As an actor, in the television epic Lonesome Dove (1989) or in his great film work—from his rigid patriarch in Coal Miner’s Daughter (1980) to the dogged U.S. Marshal in The Fugitive (1993), for which he won an Oscar, and the imperturbable sheriff in No Country For Old Men (2007)—Jones often plays outdoorsmen who have been sealed shut by their lives in the searing sun, wizened and weathered by its rays. But if he’s famously portrayed men parched by the light, Jones has reserved a bit of its heat as humor, which he flashes most notably through the extra-dry, intergalactic affairs of Agent K in the Men in Black franchise. And then there is his performance as New Orleans businessman, and alleged assassination conspirator, Clay Shaw in Oliver Stone’s JFK (1991), in which Jones melts down that light and heat to make mercury, giving his Shaw a kind of sadistic charisma, a garrulousness, violence, dominance, and quicksilver allure utterly his own.

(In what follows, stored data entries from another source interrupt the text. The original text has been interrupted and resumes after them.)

//! HTTP transport seam
//!
//! Everything above this module talks JSON values; the transport only moves
//! them over the wire and turns non-success statuses into
//! [`TransportError`]s that keep the parsed error body.

use std::time::Duration;

use async_trait::async_trait;
use log::{debug, warn};
pub use reqwest::Method;
use reqwest::{Client, StatusCode};
use serde_json::Value;

use crate::errors::TransportError;

/// Request payload encodings used by the API.
#[derive(Debug, Clone, PartialEq)]
pub enum RequestBody {
    Json(Value),
    /// `application/x-www-form-urlencoded`
    Form(Vec<(String, String)>),
}

#[cfg_attr(test, mockall::automock)]
#[async_trait]
pub trait HttpTransport: Send + Sync {
    /// Performs one request. Success bodies are parsed as JSON; an empty body
    /// is returned as `Value::Null`.
    async fn request(
        &self,
        method: Method,
        url: &str,
        body: Option<RequestBody>,
    ) -> Result<Value, TransportError>;
}

/// Default transport backed by a shared [`reqwest::Client`].
#[derive(Debug, Clone)]
pub struct ReqwestTransport {
    client: Client,
}

impl ReqwestTransport {
    /// Builds a client whose timeout leaves the server-side `timeout`
    /// parameter room to expire first.
    pub fn new(timeout: Duration) -> Result<Self, TransportError> {
        let client = Client::builder()
            .timeout(timeout + Duration::from_secs(5))
            .build()
            .map_err(|e| {
                TransportError::network(format!("Failed to create HTTP client: {e}"))
            })?;
        Ok(Self { client })
    }

    pub fn with_client(client: Client) -> Self {
        Self { client }
    }
}

#[async_trait]
impl HttpTransport for ReqwestTransport {
    async fn request(
        &self,
        method: Method,
        url: &str,
        body: Option<RequestBody>,
    ) -> Result<Value, TransportError> {
        debug!("[Transport] {} {}", method, redact(url));

        let mut request = self
            .client
            .request(method, url)
            .header("Accept", "application/json");
        request = match body {
            Some(RequestBody::Json(value)) => request.json(&value),
            Some(RequestBody::Form(fields)) => request.form(&fields),
            None => request,
        };

        let response = request
            .send()
            .await
            .map_err(|e| TransportError::network(e.to_string()))?;
        let status = response.status();
        let text = response
            .text()
            .await
            .map_err(|e| TransportError::network(e.to_string()))?;
        let parsed = if text.trim().is_empty() {
            None
        } else {
            serde_json::from_str::<Value>(&text).ok()
        };

        if status.is_success() {
            if status == StatusCode::NO_CONTENT || text.trim().is_empty() {
                return Ok(Value::Null);
            }
            return parsed.ok_or_else(|| {
                TransportError::network(format!(
                    "Expected a JSON response but got: {}",
                    truncate(&text, 200)
                ))
            });
        }

        warn!("[Transport] {} answered {}", redact(url), status);
        let error = TransportError::http(
            status.as_u16(),
            status.canonical_reason().unwrap_or("Unknown error"),
        );
        Err(match parsed {
            Some(body) => error.with_body(body),
            None => error,
        })
    }
}

/// Hides the access token when a URL is logged.
pub(crate) fn redact(url: &str) -> String {
    match url.find("access_token=") {
        Some(idx) => {
            let value_start = idx + "access_token=".len();
            let value_end = url[value_start..]
                .find(['&', '#'])
                .map(|offset| value_start + offset)
                .unwrap_or(url.len());
            format!("{}***{}", &url[..value_start], &url[value_end..])
        }
        None => url.to_string(),
    }
}

fn truncate(text: &str, max: usize) -> &str {
    match text.char_indices().nth(max) {
        Some((idx, _)) => &text[..idx],
        None => text,
    }
}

As a director of movies mostly set “on the west side of the Mississippi River,” as he says, with “horses and big hats,” Jones is intently studying the western light. In his made-for-TV movie The Good Old Boys (1995), in The Three Burials of Melquiades Estrada (2005), (and, in a different way, 2011’s HBO movie The Sunset Limited, which he directed from the play by Cormac McCarthy), and in his new film, The Homesman, out this month, Jones paints western tableaux with the sort of elemental characters and themes of myth—the good ‘uns and bad ‘uns, the tricksters, thieves, and the oppressed womenfolk out of the McCarthy and Larry McMurtry schools. The Homesman, which Jones and his writing partners adapted from the Glendon Swarthout novel, is set in the Plains territory of Nebraska and state of Iowa in 1855, and occupies itself primarily with the plight of those women—and one woman in particular, the righteous and heroically unloved Mary Bee Cuddy, played by Hilary Swank. As the 68-year-old actor-director tells his longtime friend, and co-star in The Homesman, Meryl Streep, Jones made this movie as an exploration, a way to understand what’s wrong with women and men.

When Streep placed the call this past September, the leaves were just beginning to turn outside her window in Connecticut, while in San Antonio, where Jones lives, a big rain had made everything green and clean and then cleared out to let in the light.

MERYL STREEP: When was it that we first met, do you remember?

TOMMY LEE JONES: I remember it was sometime around 1972. I think we were both doing plays at the Public Theater. I had heard about you. And the Public Theater used to be a library, I think, because it has labyrinthine hallways and spaces. There was one hallway where I could open the door to a tiny little balcony, not more than two feet deep, from which I could look down on you while you rehearsed.

STREEP: I think the first time I ever saw you, you were playing football.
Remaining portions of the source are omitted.